| One of the early CorticalLabs founders here. This is like dissing AlphaZero because "This is not a new result; computers have been playing chess since the 50s!". We are standing, as always, on the shoulders of giants. Steve Potter is one of our advisors. We've improved on every axis 10x. We process over 1000 signal channels in real-time and respond with sub-millisecond latency from our simulated environment. We've recorded thousands of hours of play time from mouse and human neurons. We're investigating biological learning with top neuroscientists from around the globe. This is by far the most rigorous, extensive and technologically advanced work on in-vitro learning ever produced. Our work goes well beyond Hebbian, "fire together, wire together", We have follow up papers in the pipeline that study internal non-linear dynamics and show how whole-network dynamics changes during game play and learning. Being able to observe and measure cognition has huge applications to drug testing and discovery. For background, frisco (the above commenter) helped start NeuralLink. Consider this, our DishBrain is a completely reproducible, highly controlled test bed for brain computer interfaces. This will massively accelerate neural interface development, all without sacrificing any chimpanzees. > On the other hand, these cultures have essentially no advantage over digital computers and modern machine learning models The brain is the single existing example of general intelligence. A human brain can do more computation than our largest super computers with 20W of power (a million times more efficient). Trillions of interacting synaptic circuits, rewiring themselves on the molecular level. Biological learning is the only game in town, honed by a eons of evolution. There are fundamental physical limits to hot slabs of silicon. Do you have a single credible proposal for building such a machine that isn't growing one? > (I built a shitty counterstrike aimbot using a cultured neural network in college based on their papers.) Nice humble brag. I trained neural networks from my bedroom in highschool in 2002. There is a long road between a cool university project and building a world class neuroscience R&D company, you know that! CoriticalLabs is always open to collaborations. We're here to talk when you want
to integrate some of our cutting-edge neuroscience technology with your work.

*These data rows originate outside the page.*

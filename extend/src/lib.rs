//
// Copyright 2026 Hans W. Uhlig. All Rights Reserved.
//
// Licensed under the Apache License, Version 2.0 (the "License");
// you may not use this file except in compliance with the License.
// You may obtain a copy of the License at
//
//      http://www.apache.org/licenses/LICENSE-2.0
//
// Unless required by applicable law or agreed to in writing, software
// distributed under the License is distributed on an "AS IS" BASIS,
// WITHOUT WARRANTIES OR CONDITIONS OF ANY KIND, either express or implied.
// See the License for the specific language governing permissions and
// limitations under the License.
//

#![doc = include_str!("../../README.md")]
#![allow(clippy::module_inception)]
#![warn(missing_docs)]
#![warn(clippy::all)]
#![deny(unsafe_code)]

//! # Extend - Multiplexed Channel Messaging
//!
//! Extend carries many independent, versioned conversations over a single
//! peer-to-peer link:
//!
//! - **Channels**: numbered conversations multiplexed over one Connection,
//!   each speaking its own protocol
//! - **Request correlation**: every request gets a per-Channel id and a
//!   [`Status`](channel::Status) that resolves exactly once
//! - **Version negotiation**: protocols declare a supported version range and
//!   peers agree on the newest common version per Connection
//! - **Forward compatibility**: properties a peer does not understand are
//!   kept and written back out unchanged
//! - **Quiescent teardown**: closing drains the threads executing inside a
//!   Channel or Connection, or defers the close to the last one leaving
//!
//! ## Architecture
//!
//! - **[`protocol`]**: protocols, message factories, messages, requests and
//!   responses, plus the channel-0 control protocol
//! - **[`codec`]**: the message envelope and property stream
//! - **[`serialization`]**: payload formats (JSON, Postcard)
//! - **[`channel`]**: Channels, request statuses and receivers
//! - **[`connection`]**: Connections, channel id allocation and the
//!   [`ConnectionManager`](connection::ConnectionManager) contract
//! - **[`gate`]**: the thread gate used to drain work before teardown
//! - **[`peer`]**: a reference connection manager with a service thread and
//!   an in-memory transport
//! - **[`observability`]**: traffic counters
//!
//! ## Error Handling
//!
//! Errors are layered: [`ConnectionError`](connection::ConnectionError) for
//! closed or closing targets, [`ProtocolError`](protocol::ProtocolError) for
//! configuration mistakes, [`CodecError`](codec::CodecError) for malformed
//! wire data and [`RemoteError`] for failures raised by the peer. All of them
//! compose into [`ExtendError`].
//!
//! ## Safety
//!
//! Extend is written in 100% safe Rust with `#![deny(unsafe_code)]`.

pub mod channel;
pub mod codec;
pub mod connection;
pub mod error;
pub mod gate;
mod lifecycle;
pub mod observability;
pub mod peer;
pub mod protocol;
pub mod serialization;

#[cfg(test)]
mod testing;

pub use channel::{Channel, ChannelId, Receiver, Status};
pub use connection::{ChannelUri, Connection, ConnectionError, ConnectionManager, Role};
pub use error::{ExtendError, RemoteError};
pub use observability::ConnectionStats;
pub use peer::{MemoryTransport, Peer, PeerConfig, Transport};
pub use protocol::{Message, MessageFactory, Protocol, ProtocolError, Request, Response};
pub use serialization::{Serializer, SerializerFormat};
//
// Copyright 2026 Hans W. Uhlig. All Rights Reserved.
//
// Licensed under the Apache License, Version 2.0 (the "License");
// you may not use this file except in compliance with the License.
// You may obtain a copy of the License at
//
//      http://www.apache.org/licenses/LICENSE-2.0
//
// Unless required by applicable law or agreed to in writing, software
// distributed under the License is distributed on an "AS IS" BASIS,
// WITHOUT WARRANTIES OR CONDITIONS OF ANY KIND, either express or implied.
// See the License for the specific language governing permissions and
// limitations under the License.
//

//! Identifiers exchanged during the create/accept channel handshake.

use crate::channel::ChannelId;
use crate::protocol::ProtocolError;
use std::fmt;
use std::str::FromStr;

const SCHEME: &str = "channel";

/// Names a pending Channel as `channel:<id>#<protocol>`.
///
/// Produced by
/// [`Connection::create_channel_internal`](super::Connection::create_channel_internal)
/// and handed to the peer, which accepts the Channel with
/// [`Connection::accept_channel_internal`](super::Connection::accept_channel_internal).
///
/// ```rust
/// use extend::channel::ChannelId;
/// use extend::connection::ChannelUri;
///
/// let uri: ChannelUri = "channel:-42#Cache".parse().unwrap();
/// assert_eq!(uri.id(), ChannelId::new(-42));
/// assert_eq!(uri.protocol(), "Cache");
/// assert_eq!(uri.to_string(), "channel:-42#Cache");
/// ```
#[derive(Debug, Clone, PartialEq, Eq, Hash)]
pub struct ChannelUri {
    id: ChannelId,
    protocol: String,
}

impl ChannelUri {
    /// Creates a URI for the Channel `id` speaking `protocol`.
    pub fn new(id: ChannelId, protocol: impl Into<String>) -> Self {
        Self {
            id,
            protocol: protocol.into(),
        }
    }

    /// The Channel id.
    #[must_use]
    pub fn id(&self) -> ChannelId {
        self.id
    }

    /// The protocol name.
    #[must_use]
    pub fn protocol(&self) -> &str {
        &self.protocol
    }
}

impl fmt::Display for ChannelUri {
    fn fmt(&self, f: &mut fmt::Formatter<'_>) -> fmt::Result {
        write!(f, "{SCHEME}:{}#{}", self.id.as_i32(), self.protocol)
    }
}

impl FromStr for ChannelUri {
    type Err = ProtocolError;

    fn from_str(s: &str) -> Result<Self, Self::Err> {
        let invalid = || ProtocolError::InvalidUri(s.to_string());
        let rest = s
            .strip_prefix(SCHEME)
            .and_then(|rest| rest.strip_prefix(':'))
            .ok_or_else(invalid)?;
        let (id, protocol) = rest.split_once('#').ok_or_else(invalid)?;
        if protocol.is_empty() {
            return Err(invalid());
        }
        let id = id.parse::<i32>().map_err(|_| invalid())?;
        Ok(Self::new(ChannelId::new(id), protocol))
    }
}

Instead grumbling about the 90's, let's look forward to what neuroscience looks like in the 2030's |
This is incorrect. It is not pedantic to point out that we have never interacted with a "brain" in isolation: the human brain is an organ of the human organism. The human being is the single existing example of general intelligence.
> let's look forward to what neuroscience looks like in the 2030's
This is very interesting science without question. Are there existing ethical and moral frameworks guiding the development of your field?